2006-08-28 20:08:45 · 21 answers · asked by Anonymous in Pregnancy & Parenting Toddler & Preschooler

The granny isn't even old! She's just like forty of maybe forty five! It's not liek she was too old to do anything about her grandson! When my son got out, I had a talk with the teacher about Aaron's behavior! She said it's because he lives with his grandma. Is that an excuse for his behavior? I don't think so!

2006-08-28 20:10:59 · update #1

he's not three. he's in KINDERGARTEN.

2006-08-28 20:15:02 · update #2

21 answers

That kid needs some severe disciplin!!
A child like that has no boundaries and grandma hasn't set any. She better soon! Taking his clothes off and throwing tantrums comes next (textbook for no limits at home) watch out!!!

Your response to his behavior should be firm and friendly eg. "I don't like it when you speak to me like that".
Tell grandma that a little drop of tabasco on the tongue works wonders for bad words and biting!

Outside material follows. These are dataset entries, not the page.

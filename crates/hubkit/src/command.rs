//! Command descriptions and metadata.
//!
//! A command reaches the Hub as a [`CommandSpec`]: either a plain handler
//! function or an externally built `clap::Command`, optionally with a
//! handler attached.
//!
//! # Naming
//!
//! When no explicit name is given, plain functions are named after
//! themselves with underscores turned into hyphens (`sync_data` becomes
//! `sync-data`). Closures have no name of their own and fall back to
//! [`UNKNOWN_COMMAND`]. Clap commands keep their clap name.

use std::fmt;
use std::rc::Rc;

use clap::ArgMatches;
use serde::{Deserialize, Serialize};

use crate::component::short_type_name;

/// Dimension reserved for commands.
pub const COMMAND_DIMENSION: &str = "command";

/// Name given to commands whose callable has no usable name.
pub const UNKNOWN_COMMAND: &str = "unknown_command";

/// Names clap claims for itself on every command group.
pub const RESERVED_COMMAND_NAMES: &[&str] = &["help"];

/// Returns true if `name` cannot be used as a command name or alias.
pub fn is_reserved_command(name: &str) -> bool {
    RESERVED_COMMAND_NAMES.contains(&name)
}

/// A command handler.
pub type CommandFn = Rc<dyn Fn(&ArgMatches) -> anyhow::Result<()>>;

/// Derives a command name from a callable's own name.
///
/// Returns `None` for closures and other anonymous callables.
pub(crate) fn callable_name<F>() -> Option<String> {
    if std::any::type_name::<F>().contains("{{closure}}") {
        return None;
    }
    let name = short_type_name::<F>();
    let usable = !name.is_empty()
        && name
            .chars()
            .all(|c| c.is_alphanumeric() || c == '_' || c == '-');
    usable.then(|| name.replace('_', "-"))
}

/// A command to register: a handler function, a clap command, or both.
#[derive(Clone)]
pub struct CommandSpec {
    pub(crate) derived_name: Option<String>,
    pub(crate) handler: Option<CommandFn>,
    pub(crate) cli: Option<clap::Command>,
}

impl CommandSpec {
    /// A command backed by a plain function.
    ///
    /// ```rust
    /// use hubkit::CommandSpec;
    /// use clap::ArgMatches;
    ///
    /// fn sync_data(_matches: &ArgMatches) -> anyhow::Result<()> {
    ///     Ok(())
    /// }
    ///
    /// let spec = CommandSpec::from_fn(sync_data);
    /// assert_eq!(spec.derived_name(), Some("sync-data"));
    /// ```
    pub fn from_fn<F>(handler: F) -> Self
    where
        F: Fn(&ArgMatches) -> anyhow::Result<()> + 'static,
    {
        Self {
            derived_name: callable_name::<F>(),
            handler: Some(Rc::new(handler)),
            cli: None,
        }
    }

    /// A command built with clap elsewhere.
    pub fn from_clap(command: clap::Command) -> Self {
        Self {
            derived_name: Some(command.get_name().to_string()),
            handler: None,
            cli: Some(command),
        }
    }

    /// Attaches (or replaces) the handler.
    pub fn handler<F>(mut self, handler: F) -> Self
    where
        F: Fn(&ArgMatches) -> anyhow::Result<()> + 'static,
    {
        self.handler = Some(Rc::new(handler));
        self
    }

    pub(crate) fn with_handler_fn(mut self, handler: Option<CommandFn>) -> Self {
        if handler.is_some() {
            self.handler = handler;
        }
        self
    }

    /// The name derived from the callable or clap command, if any.
    pub fn derived_name(&self) -> Option<&str> {
        self.derived_name.as_deref()
    }

    /// The clap command's about text.
    pub(crate) fn about(&self) -> Option<String> {
        self.cli
            .as_ref()
            .and_then(|c| c.get_about())
            .map(|about| about.to_string())
    }

    /// Visible aliases declared on the clap command.
    pub(crate) fn clap_aliases(&self) -> Vec<String> {
        self.cli
            .as_ref()
            .map(|c| c.get_visible_aliases().map(String::from).collect())
            .unwrap_or_default()
    }

    /// Every alias declared on the clap command, hidden ones included.
    pub(crate) fn clap_all_aliases(&self) -> Vec<String> {
        self.cli
            .as_ref()
            .map(|c| c.get_all_aliases().map(String::from).collect())
            .unwrap_or_default()
    }
}

impl fmt::Debug for CommandSpec {
    fn fmt(&self, f: &mut fmt::Formatter<'_>) -> fmt::Result {
        f.debug_struct("CommandSpec")
            .field("derived_name", &self.derived_name)
            .field("has_handler", &self.handler.is_some())
            .field("has_cli", &self.cli.is_some())
            .finish()
    }
}

/// Descriptive record attached to a registered command.
#[derive(Debug, Clone, PartialEq, Eq, Serialize, Deserialize)]
pub struct CommandInfo {
    /// Registered name
    pub name: String,
    /// Description (defaults to the clap about text)
    #[serde(skip_serializing_if = "Option::is_none")]
    pub description: Option<String>,
    /// Alternative names
    #[serde(default)]
    pub aliases: Vec<String>,
    /// Hidden from help output
    #[serde(default)]
    pub hidden: bool,
    /// Help category
    #[serde(skip_serializing_if = "Option::is_none")]
    pub category: Option<String>,
}

/// A registered command.
#[derive(Clone)]
pub struct CommandRecord {
    pub(crate) info: CommandInfo,
    pub(crate) handler: Option<CommandFn>,
    pub(crate) cli: Option<clap::Command>,
}

impl CommandRecord {
    /// The command's descriptive record.
    pub fn info(&self) -> &CommandInfo {
        &self.info
    }

    /// The handler, if one was registered.
    pub fn handler(&self) -> Option<&CommandFn> {
        self.handler.as_ref()
    }

    /// The externally built clap command, if any.
    pub fn cli(&self) -> Option<&clap::Command> {
        self.cli.as_ref()
    }
}

impl fmt::Debug for CommandRecord {
    fn fmt(&self, f: &mut fmt::Formatter<'_>) -> fmt::Result {
        f.debug_struct("CommandRecord")
            .field("info", &self.info)
            .field("has_handler", &self.handler.is_some())
            .field("has_cli", &self.cli.is_some())
            .finish()
    }
}

/// Options for [`Hub::add_command_with`](crate::Hub::add_command_with).
#[derive(Debug, Clone, Default)]
pub struct CommandOptions {
    pub(crate) name: Option<String>,
    pub(crate) description: Option<String>,
    pub(crate) aliases: Vec<String>,
    pub(crate) hidden: bool,
    pub(crate) category: Option<String>,
}

impl CommandOptions {
    /// Creates empty options.
    pub fn new() -> Self {
        Self::default()
    }

    /// Registers under this name instead of the derived one.
    pub fn name(mut self, name: impl Into<String>) -> Self {
        self.name = Some(name.into());
        self
    }

    /// Sets the description.
    pub fn description(mut self, description: impl Into<String>) -> Self {
        self.description = Some(description.into());
        self
    }

    /// Adds an alias.
    pub fn alias(mut self, alias: impl Into<String>) -> Self {
        self.aliases.push(alias.into());
        self
    }

    /// Hides the command from help output.
    pub fn hidden(mut self, hidden: bool) -> Self {
        self.hidden = hidden;
        self
    }

    /// Sets the help category.
    pub fn category(mut self, category: impl Into<String>) -> Self {
        self.category = Some(category.into());
        self
    }
}

#[cfg(test)]
mod tests {
    use super::*;
    use clap::Command;

    fn sync_data(_m: &ArgMatches) -> anyhow::Result<()> {
        Ok(())
    }

    fn list(_m: &ArgMatches) -> anyhow::Result<()> {
        Ok(())
    }

    #[test]
    fn test_fn_name_is_derived() {
        assert_eq!(CommandSpec::from_fn(sync_data).derived_name(), Some("sync-data"));
        assert_eq!(CommandSpec::from_fn(list).derived_name(), Some("list"));
    }

    #[test]
    fn test_closure_has_no_name() {
        let spec = CommandSpec::from_fn(|_m: &ArgMatches| Ok(()));
        assert_eq!(spec.derived_name(), None);
    }

    #[test]
    fn test_clap_command_name_and_about() {
        let spec = CommandSpec::from_clap(
            Command::new("deploy")
                .about("Ship it")
                .visible_alias("d"),
        );
        assert_eq!(spec.derived_name(), Some("deploy"));
        assert_eq!(spec.about(), Some("Ship it".to_string()));
        assert_eq!(spec.clap_aliases(), vec!["d".to_string()]);
        assert_eq!(spec.clap_all_aliases(), vec!["d".to_string()]);
        assert!(spec.handler.is_none());
    }

    #[test]
    fn test_hidden_aliases_are_collected() {
        let spec = CommandSpec::from_clap(Command::new("show").alias("cat").visible_alias("s"));
        assert_eq!(spec.clap_aliases(), vec!["s".to_string()]);

        let mut all = spec.clap_all_aliases();
        all.sort();
        assert_eq!(all, vec!["cat".to_string(), "s".to_string()]);
    }

    #[test]
    fn test_help_is_reserved() {
        assert!(is_reserved_command("help"));
        assert!(!is_reserved_command("helper"));
    }

    #[test]
    fn test_handler_attaches() {
        let spec = CommandSpec::from_clap(Command::new("deploy")).handler(|_m| Ok(()));
        assert!(spec.handler.is_some());
    }

    #[test]
    fn test_with_handler_fn_keeps_existing_on_none() {
        let spec = CommandSpec::from_fn(list).with_handler_fn(None);
        assert!(spec.handler.is_some());
    }
}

2006-08-28 20:20:38 · answer #1 · answered by snowy 3 · 1 0

For now you should talk to the grandma and say that kind of behavior should not be tolorated. If the kids parents have passed on he may be trying to dealwith that and grandma should be there to be a loving yet diciplinary feature in his life. If the parents are crackheads (or other druggies/or other undesirable life where they just dont want/can have their children) maybe grandma should look at her parenting skills a little closer cause her grandson could end up the same way. After the grandma talk talk to the principal or guidance counsler about this problem. There are problem kids in kindergarten and will be every year there is kindergarten. But pushing babies should definatly be not tolorated. I know a boy like that and almost the same problem only I haven't gotten the pleasure of meeting this little boys gaurdian....my son has already been sent to the nurse by him and it's been one full week of Kindergarten. So today is my day off and I will be talking to the principal. My son says the teacher talks to the boy but then why does it happen every day?? So I go to the principal now. I wish you the best and pray for both of our children to have happy school years ahead. This should be our wonderful time seeing them enjoy school!! Lets make it as fun for them as we can.

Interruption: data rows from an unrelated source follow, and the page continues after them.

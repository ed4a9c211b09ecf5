//! Bounded float parsing.

use crate::error::ParseError;
use crate::text::trim_value;

/// Parses `value` as a float, optionally checking inclusive bounds.
///
/// Surrounding whitespace is ignored. Unparsable input (and `NaN`, which
/// cannot be ordered against bounds) fails with [`ParseError::Value`], as
/// does a result below `min_val` or above `max_val`.
///
/// ```rust
/// use hubkit_parse::parse_float_with_validation;
///
/// assert_eq!(parse_float_with_validation("0.5", Some(0.0), Some(1.0)).unwrap(), 0.5);
/// assert!(parse_float_with_validation("1.5", Some(0.0), Some(1.0)).is_err());
/// assert!(parse_float_with_validation("abc", None, None).is_err());
/// ```
pub fn parse_float_with_validation(
    value: &str,
    min_val: Option<f64>,
    max_val: Option<f64>,
) -> Result<f64, ParseError> {
    let parsed: f64 = trim_value(value)
        .parse()
        .map_err(|_| ParseError::value(format!("invalid float value: '{}'", value)))?;

    if parsed.is_nan() {
        return Err(ParseError::value(format!("invalid float value: '{}'", value)));
    }

    if let Some(min) = min_val {
        if parsed < min {
            return Err(ParseError::value(format!(
                "value {} is below minimum {}",
                parsed, min
            )));
        }
    }

    if let Some(max) = max_val {
        if parsed > max {
            return Err(ParseError::value(format!(
                "value {} is above maximum {}",
                parsed, max
            )));
        }
    }

    Ok(parsed)
}

/// Parses a sampling rate in the closed interval `[0.0, 1.0]`.
pub fn parse_sample_rate(value: &str) -> Result<f64, ParseError> {
    parse_float_with_validation(value, Some(0.0), Some(1.0))
}

#[cfg(test)]
mod tests {
    use super::*;

    #[test]
    fn test_unbounded() {
        assert_eq!(parse_float_with_validation("3.25", None, None).unwrap(), 3.25);
        assert_eq!(parse_float_with_validation(" -2 ", None, None).unwrap(), -2.0);
        assert_eq!(parse_float_with_validation("1e3", None, None).unwrap(), 1000.0);
    }

    #[test]
    fn test_bounds_are_inclusive() {
        assert_eq!(
            parse_float_with_validation("0", Some(0.0), Some(1.0)).unwrap(),
            0.0
        );
        assert_eq!(
            parse_float_with_validation("1", Some(0.0), Some(1.0)).unwrap(),
            1.0
        );
    }

    #[test]
    fn test_out_of_bounds() {
        let err = parse_float_with_validation("1.5", Some(0.0), Some(1.0)).unwrap_err();
        assert_eq!(err.to_string(), "value 1.5 is above maximum 1");

        let err = parse_float_with_validation("-0.1", Some(0.0), None).unwrap_err();
        assert_eq!(err.to_string(), "value -0.1 is below minimum 0");
    }

    #[test]
    fn test_unparsable() {
        for s in ["abc", "", "1.2.3", "NaN"] {
            let err = parse_float_with_validation(s, None, None).unwrap_err();
            assert!(err.is_value_error(), "{}", s);
        }
    }

    #[test]
    fn test_sample_rate() {
        assert_eq!(parse_sample_rate("0.0").unwrap(), 0.0);
        assert_eq!(parse_sample_rate("1.0").unwrap(), 1.0);
        assert_eq!(parse_sample_rate("0.1").unwrap(), 0.1);
        assert!(parse_sample_rate("1.1").is_err());
        assert!(parse_sample_rate("-0.5").is_err());
    }
}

2006-08-29 06:53:56 · answer #2 · answered by johnsmom326 3 · 1 0

This kid is just a little brat. You can't change the world, just be glad your son isn't like that and tell the teachers to speak to the grandmother about it. They should be concerned about him hurting other children and tell the grandmother that if she isn't a bit more 'efficient' in disciplining him then they may have to terminate him from their school.

Maybe other parents are having an issue with this child as well, but you need to be concerned with your son first and foremost (which you seem to be) and make sure the teachers know your concerns.

Good Luck

2006-08-29 05:47:29 · answer #3 · answered by makeitclap23 3 · 1 0

I'm not sure how I would have reacted. I would have been stunned, as you were. I would say to confront the grandma but I doubt she'd do anything.

This reminds me of the time I was getting my hair done. I was at this girl's house who ran her hair business from her home. She had left the room for a moment and her 5 yr. old son walked in and said to me, "you're a ************ and I hate you" OMG! I couldn't belive it. I had no idea what to say. I never went back to get my hair done though.

2006-08-29 09:14:02 · answer #4 · answered by Amelia 5 · 1 0

I would have done what you did, talked to his teacher, if you notice that nothing is being done, go to the principal. The well-being of the children at the school is a direct reflection of the teachers, principals, and guardians... hopefully someone convinces the grandmother that Aaron's behavior is not "ok".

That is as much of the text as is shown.